Tiffany Hill didn’t live to have her day in court. But she is getting her time in the Legislature, as several bills that address the scourge of domestic violence are alive at this early point in the session.

Hill was the Vancouver mother who was murdered Nov. 26 by her estranged husband, as she sat in the driver’s seat of a minivan in the parking lot of a Hazel Dell elementary school. Her mother was wounded; the couple’s three children witnessed the shooting from the Toyota’s back seat.

The horror of that day, and the violent 10-year history of the Hills’ relationship, were the subject of a hearing last week before the Senate Law and Justice Committee in Olympia.

To Columbian readers, the story was already familiar: Keland Hill, who had a history of abusing his wife, had been released on bail from the Clark County Jail, where he had been lodged after being arrested on new domestic violence allegations. Although he was denied permission to buy a rifle in Oregon after his name popped up in a database, he somehow acquired a handgun. Violating a no-contact order, he went to Sarah J. Anderson Elementary School, where the children attended school, and waited for Tiffany Hill to appear. He shot her through the van’s windshield. He killed himself a few minutes later when sheriff’s deputies stopped his car and attempted to arrest him.

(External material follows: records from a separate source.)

//! League table styling loaded from chart_config.json.
//!
//! If the config file doesn't exist, default values are used.
//! The file is read fresh on every export, so edits take effect without
//! restarting.

use anyhow::{Context, Result};
use serde::{Deserialize, Serialize};
use std::fs;
use std::path::Path;

#[derive(Debug, Clone, Default, Serialize, Deserialize)]
#[serde(default)]
pub struct ChartConfig {
    /// Font sizes
    pub font: FontConfig,
    /// Colors (RGB values)
    pub colors: ColorConfig,
    /// Layout dimensions
    pub layout: LayoutConfig,
}

#[derive(Debug, Clone, Serialize, Deserialize)]
#[serde(default)]
pub struct FontConfig {
    pub title_size: u32,
    pub header_size: u32,
    pub cell_size: u32,
}

#[derive(Debug, Clone, Serialize, Deserialize)]
#[serde(default)]
pub struct ColorConfig {
    /// Header row background [R, G, B]
    pub header_bg: [u8; 3],
    /// Header row text [R, G, B]
    pub header_text: [u8; 3],
    /// Cell border [R, G, B]
    pub grid_color: [u8; 3],
    /// Background of rows whose team matches neither configured team
    pub neutral_row: [u8; 3],
    /// How strongly team colors tint player rows (0.0 - 1.0)
    pub team_tint: f64,
}

#[derive(Debug, Clone, Serialize, Deserialize)]
#[serde(default)]
pub struct LayoutConfig {
    pub margin: u32,
    pub title_height: u32,
    pub row_height: u32,
    pub rank_col_width: u32,
    pub name_col_width: u32,
    pub team_col_width: u32,
    pub race_col_width: u32,
    pub gp_col_width: u32,
    pub total_col_width: u32,
}

impl Default for FontConfig {
    fn default() -> Self {
        Self {
            title_size: 32,
            header_size: 18,
            cell_size: 16,
        }
    }
}

impl Default for ColorConfig {
    fn default() -> Self {
        Self {
            header_bg: [44, 62, 80],     // #2C3E50
            header_text: [255, 255, 255],
            grid_color: [200, 200, 200],
            neutral_row: [245, 245, 245],
            team_tint: 0.25,
        }
    }
}

impl Default for LayoutConfig {
    fn default() -> Self {
        Self {
            margin: 20,
            title_height: 60,
            row_height: 34,
            rank_col_width: 60,
            name_col_width: 180,
            team_col_width: 170,
            race_col_width: 52,
            gp_col_width: 60,
            total_col_width: 70,
        }
    }
}

impl ChartConfig {
    /// Load config from file, or return defaults if file doesn't exist.
    pub fn load(config_path: &Path) -> Self {
        if config_path.exists() {
            match fs::read_to_string(config_path) {
                Ok(content) => match serde_json::from_str(&content) {
                    Ok(config) => {
                        crate::log(&format!("Loaded chart config from {}", config_path.display()));
                        return config;
                    }
                    Err(e) => {
                        crate::log(&format!(
                            "Failed to parse chart config: {}. Using defaults.",
                            e
                        ));
                    }
                },
                Err(e) => {
                    crate::log(&format!(
                        "Failed to read chart config: {}. Using defaults.",
                        e
                    ));
                }
            }
        }
        Self::default()
    }

    /// Save default config to file (for reference).
    pub fn save_default(config_path: &Path) -> Result<()> {
        let json = serde_json::to_string_pretty(&Self::default())
            .context("Failed to serialize chart config")?;
        fs::write(config_path, json)
            .with_context(|| format!("Failed to write {}", config_path.display()))
    }
}

#[cfg(test)]
mod tests {
    use super::*;
    use tempfile::tempdir;

    #[test]
    fn test_missing_file_uses_defaults() {
        let dir = tempdir().unwrap();
        let config = ChartConfig::load(&dir.path().join("chart_config.json"));
        assert_eq!(config.font.title_size, 32);
        assert_eq!(config.layout.race_col_width, 52);
    }

    #[test]
    fn test_saved_defaults_load_back() {
        let dir = tempdir().unwrap();
        let path = dir.path().join("chart_config.json");
        ChartConfig::save_default(&path).unwrap();

        let config = ChartConfig::load(&path);
        assert_eq!(config.colors.header_bg, [44, 62, 80]);
    }

    #[test]
    fn test_partial_file_keeps_other_defaults() {
        let dir = tempdir().unwrap();
        let path = dir.path().join("chart_config.json");
        std::fs::write(&path, r#"{"font": {"cell_size": 20}}"#).unwrap();

        let config = ChartConfig::load(&path);
        assert_eq!(config.font.cell_size, 20);
        assert_eq!(config.font.header_size, 18);
        assert_eq!(config.layout.row_height, 34);
    }
}
//! Job queue between the GUI and the extraction worker.
//!
//! Uses std::sync::mpsc channels: the GUI sends race jobs, the worker sends
//! progress events back.

use chrono::{DateTime, Local};
use std::path::PathBuf;
use std::sync::mpsc::{Receiver, Sender, channel};
use std::time::{Duration, Instant};

use crate::league::{RaceNumber, RaceResult};

/// One scoreboard image waiting for extraction.
#[derive(Debug, Clone)]
pub struct RaceJob {
    /// Path to the uploaded image
    pub image_path: PathBuf,
    /// Race number assigned at upload
    pub race: RaceNumber,
    /// Expected player names passed to the extractor
    pub hints: Vec<String>,
    /// Attempts made so far
    pub attempts: u32,
    /// Earliest time the next attempt may start
    pub not_before: Option<Instant>,
    pub queued_at: DateTime<Local>,
}

impl RaceJob {
    pub fn new(image_path: PathBuf, race: RaceNumber, hints: Vec<String>) -> Self {
        Self {
            image_path,
            race,
            hints,
            attempts: 0,
            not_before: None,
            queued_at: Local::now(),
        }
    }

    /// File name shown in the UI and recorded as the race source.
    pub fn source_name(&self) -> String {
        self.image_path
            .file_name()
            .map(|name| name.to_string_lossy().into_owned())
            .unwrap_or_else(|| self.image_path.display().to_string())
    }
}

/// Progress reported by the worker.
#[derive(Debug, Clone)]
pub enum WorkerEvent {
    Started {
        race: RaceNumber,
        source: String,
        attempt: u32,
    },
    /// A transient failure; the job went to the back of the queue
    Retrying {
        race: RaceNumber,
        source: String,
        attempt: u32,
        delay: Duration,
        error: String,
    },
    Completed(RaceResult),
    /// Extraction gave up; `result` is the empty result recorded for the race
    Failed { result: RaceResult, error: String },
}

/// Creates the GUI → worker job channel.
pub fn create_job_queue() -> (Sender<RaceJob>, Receiver<RaceJob>) {
    channel()
}

/// Creates the worker → GUI event channel.
pub fn create_event_queue() -> (Sender<WorkerEvent>, Receiver<WorkerEvent>) {
    channel()
}

#[cfg(test)]
mod tests {
    use super::*;

    #[test]
    fn test_job_queue_preserves_order() {
        let (sender, receiver) = create_job_queue();

        for i in 1..=5u8 {
            let job = RaceJob::new(
                PathBuf::from(format!("race_{}.png", i)),
                RaceNumber::new(i).unwrap(),
                Vec::new(),
            );
            sender.send(job).expect("Failed to send");
        }

        for i in 1..=5u8 {
            let received = receiver.recv().expect("Failed to receive");
            assert_eq!(received.race.get(), i);
            assert_eq!(received.attempts, 0);
        }
    }

    #[test]
    fn test_channel_closes_when_sender_dropped() {
        let (sender, receiver) = create_job_queue();
        sender
            .send(RaceJob::new(PathBuf::from("a.png"), RaceNumber::FIRST, Vec::new()))
            .unwrap();
        drop(sender);

        assert!(receiver.recv().is_ok());
        assert!(receiver.recv().is_err());
    }

    #[test]
    fn test_source_name() {
        let job = RaceJob::new(PathBuf::from("uploads/race_03.jpg"), RaceNumber::FIRST, Vec::new());
        assert_eq!(job.source_name(), "race_03.jpg");
    }
}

Keland Hill’s ability to thwart the multiple checks and balances already built into the justice system sounded the alarm that more needs to be done to protect victims. At least three bills are currently pending in this year’s legislative session.

Sen. Lynda Wilson’s Senate Bill 5149 would set up electronic monitoring systems. Predators would be required to wear a monitor, such as an ankle bracelet, and available technology could alert victims to the predator’s presence. In the Hill case, an investigation showed that Keland Hill lurked around the school for a half an hour before his wife appeared. Had she known he was there, she might have avoided him. The bill, now known as the Tiffany Hill Act, was passed out of the Senate Law and Justice Committee on Thursday.

Another proposal, House Bill 1056, counts Reps. Sharon Wylie, D-Vancouver, and Gina Mosbrucker, R-Goldendale, among its backers. It would create a joint Legislative Task Force to review the role of the workplace in the lives of victims, study what the appropriate role employers and employees can play in reducing the risk to victims, and craft legislation to address the issue. The task force would include representatives from business organizations, labor groups, domestic violence advocates, a federally recognized tribe and others. This bill has already passed the House, and is now before the Senate Labor and Commerce Committee.

A third bill, House Bill 2473, is also co-sponsored by Wylie and is currently before the House Committee on Public Safety. This bill would add language to include “domestic partners” as possible perpetrators of domestic violence, and also expands the types of prior criminal offenses that can be considered to elevate fourth-degree domestic violence assault to a felony. In other words, it would make it easier to mete out stronger punishment to repeat offenders.

Of course, we will never know if any of these bills would have saved Tiffany Hill’s life. Washington has long had domestic violence statutes, and Keland Hill chose to break them. But these bills deserve strong consideration. We need to make it more difficult for violent predators, and easier for their victims to stay safe.